The Marienthal study attracted the attention of the Rockefeller Foundation, leading to a two-year traveling fellowship to the United States. From 1933 to 1935, Lazarsfeld worked with the Federal Emergency Relief Administration and toured the United States, making contacts and visiting the few universities that had programs related to empirical social science research. It was during this time that Lazarsfeld met Luther Fry at the University of Rochester (which resulted in the inspiration for the research done in Personal Influence, written some twenty years later) and Robert S. Lynd, who had written the Middletown study. Lynd would come to play a central role in helping Lazarsfeld emigrate to the United States, and would recommend him for the directorships of the Newark Center and the Princeton Office of Radio Research. Lazarsfeld contacted the Psychological Corporation, a non-profit organization devoted to bringing the techniques of applied psychology to business, and proposed a number of projects that were rejected as not having enough commercial value or being too involved. He also helped John Jenkins, an applied psychologist at Cornell University, translate an introduction to statistics Lazarsfeld had written for his students in Vienna (Say It With Figures). Finally, he pursued research into the ideas presented in the widely read "The Art of Asking Why" (1935), which explained Lazarsfeld's concept of "reason analysis".

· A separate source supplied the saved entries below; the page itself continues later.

use std::time::Duration;

use serde_json::json;
use straico_gateway::{CacheConfig, CacheKey, ResponseCache};

fn key(path: &str) -> CacheKey {
    CacheKey::derive("GET", path, None)
}

#[tokio::test]
async fn insert_then_get_returns_payload() {
    let cache = ResponseCache::new(&CacheConfig::default());
    cache.insert(key("/v1/models"), json!({"data": [1, 2]})).await;

    let hit = cache.get(&key("/v1/models"), "/v1/models").await;
    assert_eq!(hit, Some(json!({"data": [1, 2]})));
    assert!(cache.get(&key("/v1/user"), "/v1/user").await.is_none());
}

#[tokio::test]
async fn entries_expire_after_ttl() {
    let config = CacheConfig::new().ttl(Duration::from_millis(50));
    let cache = ResponseCache::new(&config);
    cache.insert(key("/v1/user"), json!({"data": {}})).await;

    tokio::time::sleep(Duration::from_millis(100)).await;
    assert!(cache.get(&key("/v1/user"), "/v1/user").await.is_none());
}

#[tokio::test]
async fn keys_with_reordered_bodies_share_an_entry() {
    let cache = ResponseCache::new(&CacheConfig::default());
    let a = CacheKey::derive("POST", "/x", Some(&json!({"a": 1, "b": 2})));
    let b = CacheKey::derive("POST", "/x", Some(&json!({"b": 2, "a": 1})));
    cache.insert(a, json!("cached")).await;
    assert_eq!(cache.get(&b, "/x").await, Some(json!("cached")));
}

#[tokio::test]
async fn clear_drops_everything() {
    let cache = ResponseCache::new(&CacheConfig::default());
    for i in 0..5 {
        cache.insert(key(&format!("/generations/{i}")), json!(i)).await;
    }
    cache.clear().await;
    assert!(cache.is_empty());
    assert!(cache.get(&key("/generations/0"), "/generations/{id}").await.is_none());
}

#[tokio::test]
async fn pruning_past_threshold_keeps_live_entries() {
    let config = CacheConfig::new().prune_threshold(3);
    let cache = ResponseCache::new(&config);
    for i in 0..10 {
        cache.insert(key(&format!("/generations/{i}")), json!(i)).await;
    }
    for i in 0..10 {
        let hit = cache
            .get(&key(&format!("/generations/{i}")), "/generations/{id}")
            .await;
        assert_eq!(hit, Some(json!(i)));
    }
}

#[tokio::test]
async fn pruning_past_threshold_drops_expired_entries() {
    let config = CacheConfig::new()
        .ttl(Duration::from_millis(50))
        .prune_threshold(3);
    let cache = ResponseCache::new(&config);
    for i in 0..4 {
        cache.insert(key(&format!("/generations/{i}")), json!(i)).await;
    }
    assert_eq!(cache.len(), 4);

    tokio::time::sleep(Duration::from_millis(100)).await;
    cache.insert(key("/v1/models"), json!("fresh")).await;

    assert_eq!(cache.len(), 1);
    assert_eq!(
        cache.get(&key("/v1/models"), "/v1/models").await,
        Some(json!("fresh"))
    );
}
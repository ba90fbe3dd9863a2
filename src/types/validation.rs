//! Input checks applied before a request leaves the process.

use crate::{GatewayError, Result};

/// Longest prompt accepted for image and video generation, in characters.
pub const MAX_PROMPT_CHARS: usize = 1000;

/// Inclusive bounds on the number of images per generation request.
pub const MIN_VARIATIONS: u8 = 1;
pub const MAX_VARIATIONS: u8 = 4;

/// Trim a prompt and check it is non-empty and within [`MAX_PROMPT_CHARS`].
pub fn validate_prompt(prompt: &str) -> Result<&str> {
    let prompt = prompt.trim();
    if prompt.is_empty() {
        return Err(GatewayError::Validation("prompt cannot be empty".into()));
    }
    let chars = prompt.chars().count();
    if chars > MAX_PROMPT_CHARS {
        return Err(GatewayError::Validation(format!(
            "prompt must be no more than {MAX_PROMPT_CHARS} characters long (got {chars})"
        )));
    }
    Ok(prompt)
}

pub fn validate_model_name(model: &str) -> Result<&str> {
    let model = model.trim();
    if model.is_empty() {
        return Err(GatewayError::Validation("model name cannot be empty".into()));
    }
    Ok(model)
}

pub fn validate_variations(variations: u8) -> Result<u8> {
    if !(MIN_VARIATIONS..=MAX_VARIATIONS).contains(&variations) {
        return Err(GatewayError::Validation(format!(
            "variations must be between {MIN_VARIATIONS} and {MAX_VARIATIONS} (got {variations})"
        )));
    }
    Ok(variations)
}

/// Generation ids are interpolated into a path segment, so only ASCII
/// letters, digits, `-` and `_` are accepted.
pub fn validate_generation_id(id: &str) -> Result<&str> {
    let id = id.trim();
    if id.is_empty() {
        return Err(GatewayError::Validation(
            "generation id cannot be empty".into(),
        ));
    }
    if !id
        .chars()
        .all(|c| c.is_ascii_alphanumeric() || c == '-' || c == '_')
    {
        return Err(GatewayError::Validation(format!(
            "generation id may only contain letters, digits, '-' and '_': {id:?}"
        )));
    }
    Ok(id)
}
//! Gateway client, its builder and call policies

mod builder;
mod client;
pub mod policy;
pub mod retry;
mod session;

pub use builder::{DEFAULT_BASE_URL, GatewayConfig, Straico, StraicoBuilder};
pub use client::GatewayClient;
pub use policy::{ConnectionLimits, TimeoutPolicy};
pub use retry::{RetryConfig, RetryStep, Sleeper, TokioSleeper};
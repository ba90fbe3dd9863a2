//! Gateway error types

use std::time::Duration;

/// Gateway error types
#[derive(Debug, thiserror::Error)]
pub enum GatewayError {
    // Input errors, raised before any network call
    #[error("invalid input: {0}")]
    Validation(String),

    // Remote/transport errors
    #[error("API error ({status}): {body}")]
    Api { status: u16, body: String },

    #[error("network error: {0}")]
    Network(String),

    #[error("request to {endpoint} timed out after {}s", .timeout.as_secs_f64())]
    Timeout { endpoint: String, timeout: Duration },

    // Data errors
    #[error("JSON error: {0}")]
    Json(#[from] serde_json::Error),

    /// The payload decoded, but does not have the shape the endpoint promises.
    #[error("unexpected response shape: {0}")]
    Decode(String),

    #[error("empty response from model")]
    EmptyResponse,

    // Configuration / lifecycle errors
    #[error("configuration error: {0}")]
    Configuration(String),

    #[error("gateway session is not open")]
    NotOpen,

    #[error("gateway session is already open")]
    AlreadyOpen,
}

impl GatewayError {
    /// Whether a failed attempt is worth repeating.
    ///
    /// Only upstream 500s qualify. Validation-shaped rejections (422) and
    /// every other status surface on the first attempt, as do timeouts
    /// and transport failures.
    pub fn is_retryable(&self) -> bool {
        matches!(self, GatewayError::Api { status: 500, .. })
    }

    /// HTTP status carried by the error, if the remote answered.
    pub fn status(&self) -> Option<u16> {
        match self {
            GatewayError::Api { status, .. } => Some(*status),
            _ => None,
        }
    }

    /// Map a transport failure for `endpoint`, sent with `timeout`.
    pub(crate) fn from_transport(err: reqwest::Error, endpoint: &str, timeout: Duration) -> Self {
        if err.is_timeout() {
            GatewayError::Timeout {
                endpoint: endpoint.to_string(),
                timeout,
            }
        } else {
            GatewayError::Network(err.to_string())
        }
    }
}

/// Result type alias for gateway operations
pub type Result<T> = std::result::Result<T, GatewayError>;
//! Bounded per-channel conversation history.
//!
//! Each channel keeps its most recent turns in arrival order. Appending
//! past the store's capacity drops the oldest turns, so a channel never
//! holds more than `capacity` turns after any mutation. Channels are
//! independent keys; one coarse lock guards the whole map.

use std::collections::{HashMap, VecDeque};
use std::sync::{Mutex, MutexGuard, PoisonError};

use tracing::{debug, info};

use crate::{ConversationTurn, GatewayError, Result};

/// Default number of turns kept per channel.
pub const DEFAULT_MAX_HISTORY: usize = 50;

/// Identifier of a chat channel in the host platform.
pub type ChannelId = u64;

/// Thread-safe store of recent turns per channel, bounded by `capacity`.
pub struct ConversationStore {
    capacity: usize,
    channels: Mutex<HashMap<ChannelId, VecDeque<ConversationTurn>>>,
}

impl ConversationStore {
    /// Create a store that keeps at most `capacity` turns per channel.
    pub fn new(capacity: usize) -> Result<Self> {
        if capacity == 0 {
            return Err(GatewayError::Configuration(
                "max history per channel must be positive".into(),
            ));
        }
        Ok(Self {
            capacity,
            channels: Mutex::new(HashMap::new()),
        })
    }

    pub fn capacity(&self) -> usize {
        self.capacity
    }

    fn lock(&self) -> MutexGuard<'_, HashMap<ChannelId, VecDeque<ConversationTurn>>> {
        self.channels.lock().unwrap_or_else(PoisonError::into_inner)
    }

    /// Append a turn, dropping the oldest turns beyond capacity.
    pub fn append(&self, channel: ChannelId, turn: ConversationTurn) {
        let role = turn.role;
        let mut channels = self.lock();
        let turns = channels.entry(channel).or_default();
        turns.push_back(turn);
        while turns.len() > self.capacity {
            turns.pop_front();
        }
        debug!(channel, ?role, turns = turns.len(), "appended turn");
    }

    /// Current turns in insertion order; empty for an unknown channel.
    pub fn read(&self, channel: ChannelId) -> Vec<ConversationTurn> {
        self.lock()
            .get(&channel)
            .map(|turns| turns.iter().cloned().collect())
            .unwrap_or_default()
    }

    /// Remove the channel's history entirely.
    pub fn clear(&self, channel: ChannelId) {
        if self.lock().remove(&channel).is_some() {
            info!(channel, "cleared conversation history");
        }
    }

    /// Number of channels with at least one stored turn.
    pub fn channel_count(&self) -> usize {
        self.lock().len()
    }

    /// Turns stored across all channels.
    pub fn total_turns(&self) -> usize {
        self.lock().values().map(VecDeque::len).sum()
    }
}

impl Default for ConversationStore {
    fn default() -> Self {
        Self {
            capacity: DEFAULT_MAX_HISTORY,
            channels: Mutex::new(HashMap::new()),
        }
    }
}
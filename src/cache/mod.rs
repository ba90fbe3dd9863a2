//! Caching subsystem.
//!
//! - [`response::ResponseCache`]: TTL cache for read-mostly endpoints
//!   (model list, user info, generation status). One instance lives inside
//!   each open gateway session and is dropped when the session closes.

pub mod response;

pub use response::{CacheConfig, CacheKey, ResponseCache};
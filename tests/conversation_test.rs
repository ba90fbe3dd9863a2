use std::sync::Arc;

use straico_gateway::{ConversationStore, ConversationTurn, Role};

#[test]
fn keeps_most_recent_turns_in_order() {
    let store = ConversationStore::new(50).unwrap();
    for i in 0..57 {
        let turn = if i % 2 == 0 {
            ConversationTurn::user(format!("u{i}"))
        } else {
            ConversationTurn::assistant(format!("a{i}"))
        };
        store.append(9, turn);
    }

    let turns = store.read(9);
    assert_eq!(turns.len(), 50);
    assert_eq!(turns[0].content, "a7");
    assert_eq!(turns[49].content, "u56");
    assert_eq!(turns[49].role, Role::User);
}

#[test]
fn read_returns_a_snapshot() {
    let store = ConversationStore::new(10).unwrap();
    store.append(1, ConversationTurn::user("first"));
    let snapshot = store.read(1);
    store.append(1, ConversationTurn::assistant("second"));

    assert_eq!(snapshot.len(), 1);
    assert_eq!(store.read(1).len(), 2);
}

#[test]
fn speaker_name_is_preserved() {
    let store = ConversationStore::default();
    store.append(3, ConversationTurn::user("hello").with_speaker("grace"));
    let turns = store.read(3);
    assert_eq!(turns[0].speaker_name.as_deref(), Some("grace"));
}

#[test]
fn concurrent_appends_respect_capacity() {
    let store = Arc::new(ConversationStore::new(25).unwrap());
    let handles: Vec<_> = (0..8u64)
        .map(|worker| {
            let store = Arc::clone(&store);
            std::thread::spawn(move || {
                for i in 0..100 {
                    store.append(worker % 2, ConversationTurn::user(format!("{worker}-{i}")));
                }
            })
        })
        .collect();
    for handle in handles {
        handle.join().unwrap();
    }

    assert_eq!(store.channel_count(), 2);
    assert_eq!(store.read(0).len(), 25);
    assert_eq!(store.read(1).len(), 25);
    assert_eq!(store.total_turns(), 50);
}

#[test]
fn turns_serialize_with_lowercase_roles() {
    let turn = ConversationTurn::assistant("hi").with_speaker("bot");
    let value = serde_json::to_value(&turn).unwrap();
    assert_eq!(value["role"], "assistant");
    assert_eq!(value["name"], "bot");
}
//! straico-gateway - caching, retrying HTTP gateway for the Straico API
//!
//! This crate turns typed requests (chat turns, image and video
//! generation, status polls, account queries) into completed or failed
//! remote calls. It owns one connection pool per open session, caches
//! read-mostly answers for five minutes, retries upstream 500s on chat
//! completions with exponential backoff, and widens timeouts for slow
//! media generation.
//!
//! A bounded per-channel [`ConversationStore`] keeps the dialogue context
//! a chat front end feeds into [`ApiGateway::chat`].
//!
//! # Example
//!
//! ```rust,no_run
//! use straico_gateway::{ApiGateway, ConversationStore, ConversationTurn, Straico};
//!
//! #[tokio::main]
//! async fn main() -> straico_gateway::Result<()> {
//!     let gateway = Straico::builder().api_key("sk-your-key").build()?;
//!     gateway.open()?;
//!
//!     let history = ConversationStore::new(50)?;
//!     history.append(1, ConversationTurn::user("What is the capital of France?"));
//!
//!     let reply = gateway.chat("openai/gpt-5", &history.read(1), Some(1000)).await?;
//!     history.append(1, ConversationTurn::assistant(&reply.content));
//!     println!("{}", reply.content);
//!
//!     gateway.close().await
//! }
//! ```

pub mod cache;
pub mod config;
pub mod conversation;
mod decode;
pub mod error;
pub mod gateway;
pub mod telemetry;
pub mod traits;
pub mod types;
mod version;

// Re-export main types at crate root
pub use cache::{CacheConfig, CacheKey, ResponseCache};
pub use conversation::{ChannelId, ConversationStore};
pub use error::{GatewayError, Result};
pub use gateway::{
    ConnectionLimits, GatewayClient, GatewayConfig, RetryConfig, RetryStep, Sleeper, Straico,
    StraicoBuilder, TimeoutPolicy, TokioSleeper,
};
pub use traits::ApiGateway;
pub use version::{GIT_BRANCH, GIT_SHA, PKG_VERSION, git_dirty, user_agent, version_string};

pub use types::{ChatReply, ConversationTurn, GenerationResult, ImageSize, Request, Role};
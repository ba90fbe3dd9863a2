//! GatewayClient - caching, retrying client for the upstream API

use std::sync::{Arc, PoisonError, RwLock};

use async_trait::async_trait;
use serde_json::Value;
use tracing::{debug, info};

use super::builder::GatewayConfig;
use super::retry::{Sleeper, with_retry};
use super::session::Session;
use crate::cache::CacheKey;
use crate::{ApiGateway, GatewayError, Request, Result};

/// Client for the upstream generative AI API.
///
/// Built unopened by [`Straico::builder()`](crate::Straico::builder). Call
/// [`open()`](Self::open) before the first request and
/// [`close()`](Self::close) at shutdown; requests outside that window fail
/// with [`GatewayError::NotOpen`]. Each open session owns exactly one
/// connection pool and one response cache, both dropped on close.
///
/// The client is `Send + Sync`; share it behind an `Arc` to issue calls
/// from many tasks at once.
pub struct GatewayClient {
    config: GatewayConfig,
    sleeper: Arc<dyn Sleeper>,
    session: RwLock<Option<Arc<Session>>>,
}

impl std::fmt::Debug for GatewayClient {
    fn fmt(&self, f: &mut std::fmt::Formatter<'_>) -> std::fmt::Result {
        f.debug_struct("GatewayClient")
            .field("config", &self.config)
            .finish_non_exhaustive()
    }
}

impl GatewayClient {
    pub(crate) fn new(config: GatewayConfig, sleeper: Arc<dyn Sleeper>) -> Self {
        Self {
            config,
            sleeper,
            session: RwLock::new(None),
        }
    }

    /// The validated configuration.
    pub fn config(&self) -> &GatewayConfig {
        &self.config
    }

    /// Open the connection pool and an empty response cache.
    pub fn open(&self) -> Result<()> {
        let mut slot = self.session.write().unwrap_or_else(PoisonError::into_inner);
        if slot.is_some() {
            return Err(GatewayError::AlreadyOpen);
        }
        *slot = Some(Arc::new(Session::open(&self.config)?));
        info!(base_url = %self.config.base_url, "gateway session opened");
        Ok(())
    }

    /// Close the session, dropping the pool and the cache.
    ///
    /// Calls already on the wire run to completion; calls still waiting
    /// for a connection slot fail with [`GatewayError::NotOpen`].
    pub async fn close(&self) -> Result<()> {
        let session = self
            .session
            .write()
            .unwrap_or_else(PoisonError::into_inner)
            .take()
            .ok_or(GatewayError::NotOpen)?;
        session.shutdown().await;
        info!("gateway session closed");
        Ok(())
    }

    pub fn is_open(&self) -> bool {
        self.session
            .read()
            .unwrap_or_else(PoisonError::into_inner)
            .is_some()
    }

    /// Number of entries in the open session's response cache.
    pub fn cached_entries(&self) -> Result<u64> {
        Ok(self.session()?.cache.len())
    }

    fn session(&self) -> Result<Arc<Session>> {
        self.session
            .read()
            .unwrap_or_else(PoisonError::into_inner)
            .clone()
            .ok_or(GatewayError::NotOpen)
    }
}

#[async_trait]
impl ApiGateway for GatewayClient {
    /// Validate, consult the cache, send with the request's timeout
    /// (retrying where the request allows it), and cache 200 answers
    /// for cacheable requests.
    async fn execute(&self, request: &Request) -> Result<Value> {
        request.validate()?;
        let session = self.session()?;
        let endpoint = request.endpoint();

        let cache_key = request.is_cacheable().then(|| {
            CacheKey::derive(
                request.method().as_str(),
                &request.path(),
                request.body().as_ref(),
            )
        });
        if let Some(key) = &cache_key
            && let Some(payload) = session.cache.get(key, endpoint).await
        {
            return Ok(payload);
        }

        let timeout = self.config.timeouts.timeout_for(request);
        let exchange = if request.is_retryable() {
            with_retry(&self.config.retry, self.sleeper.as_ref(), endpoint, || {
                session.send(request, timeout)
            })
            .await?
        } else {
            session.send(request, timeout).await?
        };

        if let Some(key) = cache_key
            && exchange.status == 200
        {
            session.cache.insert(key, exchange.payload.clone()).await;
            debug!(endpoint, "cached response");
        }

        Ok(exchange.payload)
    }
}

At the end of the fellowship in 1935, with a return to Vienna made untenable by the political climate, Lazarsfeld decided to remain in America, and secured an appointment as the director of student relief work for the National Youth Administration, headquartered at the University of Newark (now, the Newark campus of Rutgers University). A year later, he established an institute in Newark along the lines of his Vienna Research Center, institutionalizing the marginal field of opinion research that Lazarsfeld felt was his most important contribution. Lazarsfeld saw his institute as an important bridge between European and American models of research, and was willing to place the future of his institutes before his personal career. For example, in order to make the Newark Center seem to have a larger staff, Lazarsfeld published under a pseudonym. The Newark Center was clearly successful in generating interest in both empirical studies and in Lazarsfeld as a research manager. The research carried on at the center between 1935 and 1937 (including research for the Mirra Komarovsky book The Unemployed Man and His Family) demonstrated that empirical research could be of help and of interest to both business and academia. Under "Administrative Research", as he called his framework, a large, expert staff worked at a research center, deploying a battery of social-scientific investigative methods—mass market surveys, statistical analysis of data, focus group work, etc.—to solve specific problems for specific clients. Funding came not only from the university, but also from commercial clients who contracted out research projects. This produced studies such as two long reports to the dairy industry on factors influencing the consumption of milk; and a questionnaire to let people assess whether they shop too much (for Cosmopolitan magazine).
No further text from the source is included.